• **Task details**: Copy out the records below exactly as they appear.

Collected data entries
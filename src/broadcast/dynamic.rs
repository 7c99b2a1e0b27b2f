//! # Dynamic broadcaster — element type checked at runtime.
//!
//! [`AnyBroadcaster`] is the type-erased rendition of
//! [`Broadcaster`](crate::Broadcaster), for callers that need one broadcaster
//! type across element types. Handles arrive as `Box<dyn Any>` and values as
//! tagged [`AnyValue`]s, so two checks the typed API gets from the compiler
//! are performed dynamically instead:
//!
//! - **Kind check** at registration: the boxed handle must contain an
//!   [`AnyEndpointRef`] (see [`erase`](crate::erase) /
//!   [`ChannelEndpoint::erased`](crate::ChannelEndpoint::erased)). Anything
//!   else is a programmer error and panics with
//!   [`CastError::InvalidEndpointKind`].
//! - **Element type check**: the first successful registration fixes the
//!   registry's element type. A later handle or published value of a
//!   different type panics with [`CastError::TypeMismatch`].
//!
//! Both are deliberate hard failures, caught at the misuse site rather than
//! deferred or ignored. Delivery semantics (snapshot, aggregate boolean,
//! join barrier) match the typed broadcaster.

use std::any::{Any, TypeId};
use std::collections::HashMap;

use parking_lot::Mutex;
use tokio::task::JoinSet;

use crate::endpoints::{AnyEndpoint, AnyEndpointRef, AnyValue, EndpointId};
use crate::error::CastError;

/// Element type fixed at first registration.
#[derive(Clone, Copy)]
struct ElementTag {
    type_id: TypeId,
    type_name: &'static str,
}

impl ElementTag {
    fn assert_matches(&self, actual_id: TypeId, actual_name: &'static str) {
        if self.type_id != actual_id {
            panic!(
                "{}",
                CastError::TypeMismatch {
                    expected: self.type_name,
                    actual: actual_name,
                }
            );
        }
    }
}

/// Registry state. Tag and membership change under one critical section so
/// two racing first registrations cannot disagree on the element type.
struct State {
    element: Option<ElementTag>,
    entries: HashMap<EndpointId, AnyEndpointRef>,
}

/// One-to-many broadcaster with a runtime-checked element type.
///
/// # Example
/// ```
/// use chancast::{AnyBroadcaster, AnyValue, ChannelEndpoint};
///
/// # #[tokio::main(flavor = "current_thread")]
/// # async fn main() {
/// let bc = AnyBroadcaster::new();
/// let (ep, mut rx) = ChannelEndpoint::<String>::channel(8);
/// bc.register(Box::new(ep.erased()));
///
/// bc.publish(&AnyValue::new("hello".to_string())).await;
/// assert_eq!(rx.recv().await.as_deref(), Some("hello"));
/// # }
/// ```
pub struct AnyBroadcaster {
    state: Mutex<State>,
}

impl AnyBroadcaster {
    /// Creates an empty broadcaster with no element type established yet.
    pub fn new() -> Self {
        Self {
            state: Mutex::new(State {
                element: None,
                entries: HashMap::new(),
            }),
        }
    }

    /// Registers a boxed endpoint handle.
    ///
    /// Idempotent on identity, like the typed `register`.
    ///
    /// # Panics
    /// - [`CastError::InvalidEndpointKind`] if the box does not contain an
    ///   [`AnyEndpointRef`].
    /// - [`CastError::TypeMismatch`] if the endpoint's element type differs
    ///   from the one fixed at first registration.
    pub fn register(&self, handle: Box<dyn Any + Send + Sync>) {
        let endpoint: AnyEndpointRef = match handle.downcast::<AnyEndpointRef>() {
            Ok(endpoint) => *endpoint,
            Err(_) => panic!("{}", CastError::InvalidEndpointKind),
        };

        let mut state = self.state.lock();
        match state.element {
            Some(tag) => {
                tag.assert_matches(endpoint.element_type(), endpoint.element_type_name())
            }
            None => {
                state.element = Some(ElementTag {
                    type_id: endpoint.element_type(),
                    type_name: endpoint.element_type_name(),
                });
            }
        }
        state.entries.insert(endpoint.endpoint_id(), endpoint);
    }

    /// Removes an endpoint handle from the registry.
    ///
    /// Returns [`CastError::NotFound`] if the handle is not currently
    /// registered. The element type stays fixed even when the registry
    /// drains.
    pub fn unregister(&self, endpoint: &dyn AnyEndpoint) -> Result<(), CastError> {
        match self.state.lock().entries.remove(&endpoint.endpoint_id()) {
            Some(_) => Ok(()),
            None => Err(CastError::NotFound),
        }
    }

    /// Offers the value to every registered endpoint without suspending.
    ///
    /// Aggregate result only, as in the typed broadcaster: `true` iff every
    /// snapshot member accepted; vacuously `true` when empty.
    ///
    /// # Panics
    /// [`CastError::TypeMismatch`] if an element type has been established
    /// and the value's tag differs from it.
    pub fn try_publish(&self, value: &AnyValue) -> bool {
        let snapshot = self.checked_snapshot(value);
        let mut accepted = true;
        for endpoint in &snapshot {
            accepted &= endpoint.try_offer_any(value);
        }
        accepted
    }

    /// Delivers the value to every registered endpoint, waiting until all of
    /// them have accepted (one delivery task per endpoint, join barrier).
    ///
    /// Must be called from within a tokio runtime.
    ///
    /// # Panics
    /// Same type check as [`AnyBroadcaster::try_publish`].
    pub async fn publish(&self, value: &AnyValue) {
        let snapshot = self.checked_snapshot(value);
        if snapshot.is_empty() {
            return;
        }

        let mut offers = JoinSet::new();
        for endpoint in snapshot {
            offers.spawn(endpoint.offer_any(value.clone()));
        }
        while let Some(res) = offers.join_next().await {
            let _ = res;
        }
    }

    /// Number of currently registered endpoints.
    pub fn len(&self) -> usize {
        self.state.lock().entries.len()
    }

    /// Returns true if no endpoints are registered.
    pub fn is_empty(&self) -> bool {
        self.state.lock().entries.is_empty()
    }

    /// Validates the value's tag and captures the membership atomically.
    fn checked_snapshot(&self, value: &AnyValue) -> Vec<AnyEndpointRef> {
        let state = self.state.lock();
        if let Some(tag) = state.element {
            tag.assert_matches(value.type_id(), value.type_name());
        }
        state.entries.values().cloned().collect()
    }
}

impl Default for AnyBroadcaster {
    fn default() -> Self {
        Self::new()
    }
}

• **Answer to this exercise**:
filename src/broadcast/dynamic.rs
repository 7c99b2a1e0b27b2f
//! # Dynamic broadcaster — element type checked at runtime.
//!
//! [`AnyBroadcaster`] is the type-erased rendition of
//! [`Broadcaster`](crate::Broadcaster), for callers that need one broadcaster
//! type across element types. Handles arrive as `Box<dyn Any>` and values as
//! tagged [`AnyValue`]s, so two checks the typed API gets from the compiler
//! are performed dynamically instead:
//!
//! - **Kind check** at registration: the boxed handle must contain an
//!   [`AnyEndpointRef`] (see [`erase`](crate::erase) /
//!   [`ChannelEndpoint::erased`](crate::ChannelEndpoint::erased)). Anything
//!   else is a programmer error and panics with
//!   [`CastError::InvalidEndpointKind`].
//! - **Element type check**: the first successful registration fixes the
//!   registry's element type. A later handle or published value of a
//!   different type panics with [`CastError::TypeMismatch`].
//!
//! Both are deliberate hard failures, caught at the misuse site rather than
//! deferred or ignored. Delivery semantics (snapshot, aggregate boolean,
//! join barrier) match the typed broadcaster.

use std::any::{Any, TypeId};
use std::collections::HashMap;

use parking_lot::Mutex;
use tokio::task::JoinSet;

use crate::endpoints::{AnyEndpoint, AnyEndpointRef, AnyValue, EndpointId};
use crate::error::CastError;

/// Element type fixed at first registration.
#[derive(Clone, Copy)]
struct ElementTag {
    type_id: TypeId,
    type_name: &'static str,
}

impl ElementTag {
    fn assert_matches(&self, actual_id: TypeId, actual_name: &'static str) {
        if self.type_id != actual_id {
            panic!(
                "{}",
                CastError::TypeMismatch {
                    expected: self.type_name,
                    actual: actual_name,
                }
            );
        }
    }
}

/// Registry state. Tag and membership change under one critical section so
/// two racing first registrations cannot disagree on the element type.
struct State {
    element: Option<ElementTag>,
    entries: HashMap<EndpointId, AnyEndpointRef>,
}

/// One-to-many broadcaster with a runtime-checked element type.
///
/// # Example
/// ```
/// use chancast::{AnyBroadcaster, AnyValue, ChannelEndpoint};
///
/// # #[tokio::main(flavor = "current_thread")]
/// # async fn main() {
/// let bc = AnyBroadcaster::new();
/// let (ep, mut rx) = ChannelEndpoint::<String>::channel(8);
/// bc.register(Box::new(ep.erased()));
///
/// bc.publish(&AnyValue::new("hello".to_string())).await;
/// assert_eq!(rx.recv().await.as_deref(), Some("hello"));
/// # }
/// ```
pub struct AnyBroadcaster {
    state: Mutex<State>,
}

impl AnyBroadcaster {
    /// Creates an empty broadcaster with no element type established yet.
    pub fn new() -> Self {
        Self {
            state: Mutex::new(State {
                element: None,
                entries: HashMap::new(),
            }),
        }
    }

    /// Registers a boxed endpoint handle.
    ///
    /// Idempotent on identity, like the typed `register`.
    ///
    /// # Panics
    /// - [`CastError::InvalidEndpointKind`] if the box does not contain an
    ///   [`AnyEndpointRef`].
    /// - [`CastError::TypeMismatch`] if the endpoint's element type differs
    ///   from the one fixed at first registration.
    pub fn register(&self, handle: Box<dyn Any + Send + Sync>) {
        let endpoint: AnyEndpointRef = match handle.downcast::<AnyEndpointRef>() {
            Ok(endpoint) => *endpoint,
            Err(_) => panic!("{}", CastError::InvalidEndpointKind),
        };

        let mut state = self.state.lock();
        match state.element {
            Some(tag) => {
                tag.assert_matches(endpoint.element_type(), endpoint.element_type_name())
            }
            None => {
                state.element = Some(ElementTag {
                    type_id: endpoint.element_type(),
                    type_name: endpoint.element_type_name(),
                });
            }
        }
        state.entries.insert(endpoint.endpoint_id(), endpoint);
    }

    /// Removes an endpoint handle from the registry.
    ///
    /// Returns [`CastError::NotFound`] if the handle is not currently
    /// registered. The element type stays fixed even when the registry
    /// drains.
    pub fn unregister(&self, endpoint: &dyn AnyEndpoint) -> Result<(), CastError> {
        match self.state.lock().entries.remove(&endpoint.endpoint_id()) {
            Some(_) => Ok(()),
            None => Err(CastError::NotFound),
        }
    }

    /// Offers the value to every registered endpoint without suspending.
    ///
    /// Aggregate result only, as in the typed broadcaster: `true` iff every
    /// snapshot member accepted; vacuously `true` when empty.
    ///
    /// # Panics
    /// [`CastError::TypeMismatch`] if an element type has been established
    /// and the value's tag differs from it.
    pub fn try_publish(&self, value: &AnyValue) -> bool {
        let snapshot = self.checked_snapshot(value);
        let mut accepted = true;
        for endpoint in &snapshot {
            accepted &= endpoint.try_offer_any(value);
        }
        accepted
    }

    /// Delivers the value to every registered endpoint, waiting until all of
    /// them have accepted (one delivery task per endpoint, join barrier).
    ///
    /// Must be called from within a tokio runtime.
    ///
    /// # Panics
    /// Same type check as [`AnyBroadcaster::try_publish`].
    pub async fn publish(&self, value: &AnyValue) {
        let snapshot = self.checked_snapshot(value);
        if snapshot.is_empty() {
            return;
        }

        let mut offers = JoinSet::new();
        for endpoint in snapshot {
            offers.spawn(endpoint.offer_any(value.clone()));
        }
        while let Some(res) = offers.join_next().await {
            let _ = res;
        }
    }

    /// Number of currently registered endpoints.
    pub fn len(&self) -> usize {
        self.state.lock().entries.len()
    }

    /// Returns true if no endpoints are registered.
    pub fn is_empty(&self) -> bool {
        self.state.lock().entries.is_empty()
    }

    /// Validates the value's tag and captures the membership atomically.
    fn checked_snapshot(&self, value: &AnyValue) -> Vec<AnyEndpointRef> {
        let state = self.state.lock();
        if let Some(tag) = state.element {
            tag.assert_matches(value.type_id(), value.type_name());
        }
        state.entries.values().cloned().collect()
    }
}

impl Default for AnyBroadcaster {
    fn default() -> Self {
        Self::new()
    }
}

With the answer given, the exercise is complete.